The Torah scroll is carried to its new home in an outdoor procession attended by men, women, and children. The procession can take place by day or by night. This event can attract hundreds and even thousands of participants.

The scroll or scrolls are carried under a chuppah (marriage canopy) as "acceptance of the Torah is seen as being analogous to a marriage with God". (Note: The marriage imagery is derived from the Midrash, which compares the giving of the Torah at Mount Sinai to a wedding: "Mount Sinai was the chuppah, the Jewish people the bride, the Almighty the groom, and the ring the Torah".) The chuppah may be as simple as a tallit supported by four poles, or a velvet canopy supported by poles.

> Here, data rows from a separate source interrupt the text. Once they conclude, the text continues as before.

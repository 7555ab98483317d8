use ratatui::{
    layout::{Alignment, Rect},
    style::{Color, Modifier, Style},
    text::{Line, Span},
    widgets::{Block, Borders, Paragraph},
    Frame,
};
use serde::{Deserialize, Serialize};

/// Chart time range together with the sampling interval requested for it.
#[derive(Debug, Clone, Copy, PartialEq, Eq, Serialize, Deserialize)]
pub enum Preset {
    Today,
    Week,
    Month,
    YearToDate,
    Year,
    FiveYears,
    All,
}

impl Preset {
    pub fn all() -> [Preset; 7] {
        [
            Preset::Today,
            Preset::Week,
            Preset::Month,
            Preset::YearToDate,
            Preset::Year,
            Preset::FiveYears,
            Preset::All,
        ]
    }

    pub fn label(&self) -> &'static str {
        match self {
            Preset::Today => "Today",
            Preset::Week => "Week",
            Preset::Month => "Month",
            Preset::YearToDate => "YTD",
            Preset::Year => "Year",
            Preset::FiveYears => "5Y",
            Preset::All => "All",
        }
    }

    pub fn range(&self) -> &'static str {
        match self {
            Preset::Today => "1d",
            Preset::Week => "5d",
            Preset::Month => "1mo",
            Preset::YearToDate => "ytd",
            Preset::Year => "1y",
            Preset::FiveYears => "5y",
            Preset::All => "max",
        }
    }

    pub fn interval(&self) -> &'static str {
        match self {
            Preset::Today => "1m",
            Preset::Week => "5m",
            Preset::Month => "30m",
            Preset::YearToDate => "1d",
            Preset::Year => "1d",
            Preset::FiveYears => "1wk",
            Preset::All => "1mo",
        }
    }

    /// strftime pattern for time-axis labels at this range.
    pub fn time_label_format(&self) -> &'static str {
        match self {
            Preset::Today => "%H:%M",
            Preset::Week | Preset::Month => "%m/%d",
            _ => "%m/%Y",
        }
    }
}

/// Holds the active preset. Re-selecting it is a no-op.
pub struct PresetSelector {
    pub presets: [Preset; 7],
    pub selected: usize,
}

impl PresetSelector {
    pub fn from_preset(preset: Preset) -> Self {
        let presets = Preset::all();
        let selected = presets.iter().position(|p| *p == preset).unwrap_or(0);
        Self { presets, selected }
    }

    pub fn current(&self) -> Preset {
        self.presets[self.selected]
    }

    /// Returns the new preset when the selection actually changed.
    pub fn select(&mut self, preset: Preset) -> Option<Preset> {
        let idx = self.presets.iter().position(|p| *p == preset)?;
        if idx == self.selected {
            return None;
        }
        self.selected = idx;
        Some(preset)
    }

    pub fn select_index(&mut self, idx: usize) -> Option<Preset> {
        let preset = *self.presets.get(idx)?;
        self.select(preset)
    }

    pub fn select_next(&mut self) -> Option<Preset> {
        self.select_index((self.selected + 1) % self.presets.len())
    }

    pub fn select_prev(&mut self) -> Option<Preset> {
        let idx = if self.selected == 0 {
            self.presets.len() - 1
        } else {
            self.selected - 1
        };
        self.select_index(idx)
    }

    pub fn render(&self, frame: &mut Frame, area: Rect) {
        let block = Block::default()
            .title("Time Range")
            .borders(Borders::ALL)
            .border_style(Style::default().fg(Color::Cyan));
        let inner = block.inner(area);
        frame.render_widget(block, area);

        let text: Vec<Span> = self
            .presets
            .iter()
            .enumerate()
            .flat_map(|(idx, preset)| {
                // The active preset is shown but not selectable.
                let style = if idx == self.selected {
                    Style::default()
                        .fg(Color::DarkGray)
                        .add_modifier(Modifier::BOLD | Modifier::UNDERLINED)
                } else {
                    Style::default().fg(Color::White)
                };
                vec![
                    Span::styled(format!("{}", idx + 1), Style::default().fg(Color::Yellow)),
                    Span::styled(format!(":{}", preset.label()), style),
                    Span::raw("  "),
                ]
            })
            .collect();

        let para = Paragraph::new(Line::from(text)).alignment(Alignment::Center);
        frame.render_widget(para, inner);
    }
}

The donor of the scroll, family members, friends, and other honorees take turns carrying the Torah scroll during the procession. School-age children often lead the procession with flags, candles or torches. All the youngsters in attendance receive a goodie bag sponsored by the donor.

Singing, dancing, and the playing of musical instruments traditionally accompany the procession. In early modern Italy, special poems were written in honor of the occasion. A 20th-century creation, the Hachnasat Sefer Torah Truck – sporting flashing lights, a sound system, and an oversized Torah crown on its roof – may drive at the head of the procession.

If the procession is being held on city streets, organizers must obtain a parade permit. Police cars often block off the parade route and accompany the celebrants as they move through the streets. A procession can take an hour or more, depending on the route that is chosen.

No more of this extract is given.